Daaang. I meant to post this ‘yesterday’…but it’s past midnight, so that didn’t work accordingly. OH WELL!

Song lyric blog post title, whaaat?! YES. This shows the diversity of UBC…. the lyrics are from a song called ‘Eggs’ by Amie Yoshitake, a musician + UBC student. I think the song is the cutest little thing! It makes you happy in a giddy kind of way, and the lyrics fit my life at this moment…perfectly.

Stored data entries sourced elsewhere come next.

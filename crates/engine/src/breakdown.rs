//! Per-category share of total expenses.
//!
//! The total is taken over every category row *before* non-positive rows are
//! dropped. Each percentage is rounded on its own (half up), so the displayed
//! shares are not forced to add up to 100.

use api_types::views::CategorySummary;

use crate::{
    MoneyCents,
    palette::{ColorToken, color_for},
};

const UNCATEGORIZED: &str = "Uncategorized";

#[derive(Clone, Debug, PartialEq, Eq)]
pub struct CategoryShare {
    pub category_id: Option<String>,
    pub name: String,
    pub amount: MoneyCents,
    /// Share of the total in whole percent, `0..=100`.
    pub percentage: u8,
    pub item_count: u64,
    pub color: ColorToken,
}

#[derive(Clone, Debug, Default, PartialEq, Eq)]
pub struct Breakdown {
    /// Sum of every category amount, including the ones filtered out.
    pub total: MoneyCents,
    /// Positive categories, largest first.
    pub shares: Vec<CategoryShare>,
}

impl Breakdown {
    pub fn from_rows(rows: &[CategorySummary]) -> Self {
        let amounts: Vec<MoneyCents> = rows
            .iter()
            .map(|row| MoneyCents::coerce(&row.total_amount))
            .collect();
        let total: MoneyCents = amounts.iter().copied().sum();

        let mut shares: Vec<CategoryShare> = rows
            .iter()
            .zip(amounts)
            .filter(|(_, amount)| amount.is_positive())
            .map(|(row, amount)| CategoryShare {
                category_id: row.category_id.clone(),
                name: row
                    .category_name
                    .as_deref()
                    .map(str::trim)
                    .filter(|name| !name.is_empty())
                    .unwrap_or(UNCATEGORIZED)
                    .to_string(),
                amount,
                percentage: percentage_of(amount, total),
                item_count: row.expense_count,
                color: ColorToken::Red,
            })
            .collect();

        // Stable: equal amounts keep their row order.
        shares.sort_by(|a, b| b.amount.cmp(&a.amount));
        for (position, share) in shares.iter_mut().enumerate() {
            share.color = color_for(position);
        }

        Self { total, shares }
    }

    pub fn is_empty(&self) -> bool {
        self.shares.is_empty()
    }

    pub fn top(&self) -> Option<&CategoryShare> {
        self.shares.first()
    }
}

/// `round(amount / total * 100)` with half-up rounding, clamped to `0..=100`.
///
/// Returns 0 when `total` is not positive.
#[must_use]
pub fn percentage_of(amount: MoneyCents, total: MoneyCents) -> u8 {
    let total = i128::from(total.cents());
    if total <= 0 {
        return 0;
    }
    let amount = i128::from(amount.cents().max(0));
    let rounded = (amount * 200 + total) / (2 * total);
    rounded.clamp(0, 100) as u8
}

#[cfg(test)]
mod tests {
    use super::*;
    use api_types::Numeric;

    fn row(name: &str, amount: &str, count: u64) -> CategorySummary {
        CategorySummary {
            category_id: Some(format!("id-{name}")),
            category_name: Some(name.to_string()),
            total_amount: Numeric::new(amount),
            expense_count: count,
        }
    }

    #[test]
    fn orders_and_percentages_for_sample_month() {
        let breakdown = Breakdown::from_rows(&[
            row("Food", "800", 5),
            row("Transport", "400.50", 3),
            row("Bills", "500", 4),
        ]);

        let names: Vec<_> = breakdown.shares.iter().map(|s| s.name.as_str()).collect();
        assert_eq!(names, ["Food", "Bills", "Transport"]);
        let percentages: Vec<_> = breakdown.shares.iter().map(|s| s.percentage).collect();
        assert_eq!(percentages, [47, 29, 24]);
        assert_eq!(breakdown.total, MoneyCents::new(170_050));
        assert_eq!(breakdown.shares[2].item_count, 3);
    }

    #[test]
    fn total_counts_rows_before_filtering() {
        let breakdown = Breakdown::from_rows(&[
            row("Food", "90", 1),
            row("Refunds", "-30", 1),
            row("Empty", "0", 0),
            row("Broken", "n/a", 2),
        ]);
        assert_eq!(breakdown.total, MoneyCents::new(6_000));
        assert_eq!(breakdown.shares.len(), 1);
        assert!(breakdown.shares.iter().all(|s| s.amount.is_positive()));
        // 90 / 60 would be 150%; the share is clamped.
        assert_eq!(breakdown.shares[0].percentage, 100);
    }

    #[test]
    fn ties_keep_row_order() {
        let breakdown = Breakdown::from_rows(&[
            row("First", "10", 1),
            row("Big", "30", 1),
            row("Second", "10", 1),
        ]);
        let names: Vec<_> = breakdown.shares.iter().map(|s| s.name.as_str()).collect();
        assert_eq!(names, ["Big", "First", "Second"]);
    }

    #[test]
    fn shares_are_rounded_independently() {
        let breakdown = Breakdown::from_rows(&[
            row("A", "1", 1),
            row("B", "1", 1),
            row("C", "1", 1),
        ]);
        let sum: u32 = breakdown.shares.iter().map(|s| u32::from(s.percentage)).sum();
        // 33 + 33 + 33: no normalization to 100.
        assert_eq!(sum, 99);

        let breakdown = Breakdown::from_rows(&[row("A", "1", 1), row("B", "1", 1)]);
        let sum: u32 = breakdown.shares.iter().map(|s| u32::from(s.percentage)).sum();
        assert_eq!(sum, 100);

        let breakdown = Breakdown::from_rows(&[
            row("A", "5", 1),
            row("B", "5", 1),
            row("C", "5", 1),
            row("D", "5", 1),
            row("E", "5", 1),
            row("F", "5", 1),
            row("G", "5", 1),
            row("H", "5", 1),
        ]);
        // 12.5% each rounds up to 13, summing to 104.
        let sum: u32 = breakdown.shares.iter().map(|s| u32::from(s.percentage)).sum();
        assert_eq!(sum, 104);
    }

    #[test]
    fn percentage_matches_formula_and_bounds() {
        assert_eq!(percentage_of(MoneyCents::new(1), MoneyCents::new(8)), 13);
        assert_eq!(percentage_of(MoneyCents::new(1), MoneyCents::new(3)), 33);
        assert_eq!(percentage_of(MoneyCents::new(2), MoneyCents::new(3)), 67);
        assert_eq!(percentage_of(MoneyCents::new(5), MoneyCents::ZERO), 0);
        assert_eq!(percentage_of(MoneyCents::new(5), MoneyCents::new(-10)), 0);
        assert_eq!(percentage_of(MoneyCents::new(10), MoneyCents::new(10)), 100);
    }

    #[test]
    fn colors_follow_sorted_position() {
        let rows: Vec<_> = (1..=8).map(|i| row(&format!("C{i}"), &i.to_string(), 1)).collect();
        let breakdown = Breakdown::from_rows(&rows);
        assert_eq!(breakdown.shares[0].name, "C8");
        assert_eq!(breakdown.shares[0].color, ColorToken::Red);
        assert_eq!(breakdown.shares[6].color, ColorToken::Teal);
        assert_eq!(breakdown.shares[7].color, ColorToken::Red);
    }

    #[test]
    fn missing_names_fall_back() {
        let breakdown = Breakdown::from_rows(&[CategorySummary {
            total_amount: Numeric::new("5"),
            ..CategorySummary::default()
        }]);
        assert_eq!(breakdown.shares[0].name, "Uncategorized");
    }
}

I’ve been listening to my iPod on shuffle for the past few days….and this shuffle playlist that it’s on….has so many songs that bring back memories from about 1.5-3 years ago….it feels so nice and nostalgic…. it reminds me of who I was back then (not that I have DRASTICALLY changed as a person, but still, I know I’m a slightly different person than I was about a year and a half ago…and I would say I have changed since I was 15…EASILY…I will openly say that if I could go back in time to my 15 year old self, I would definitely do many things differently, like not spending too much time on stupid/meaningless things…I was such a ‘girl’ sometimes….boys have that weird effect on girls at that age…). And as I always say, music makes me think…deeply about things. It has only been 4 ish months since I have been here at UBC, and my ‘way of life’ has changed, my friends have changed, my environment has changed. In many ways I feel like I’m a different person, but I know I haven’t changed all that much since I’ve been here, although a notable change has occurred… sometimes I feel like I’ve outgrown my hometown, and this is the weirdest feeling ever….. you would never think you would ACTUALLY grow out of the place that you grew up in. But for me, I definitely feel like ‘bigger’ is where I almost belong, as much as I want to be a small town girl…however, I know that I am definitely NOT a ‘city girl’. Something inbetween-y works best for me. Time/experiences and all the new people I have met have greatly influenced me. And many of these I am thankful for. But at the same time I feel like…sometimes I don’t want to grow up…. yeah I know, that sounds mature of me to say, but really, sometimes you just want things to stay as they are, and you don’t want anything to change. You know what I’m saying?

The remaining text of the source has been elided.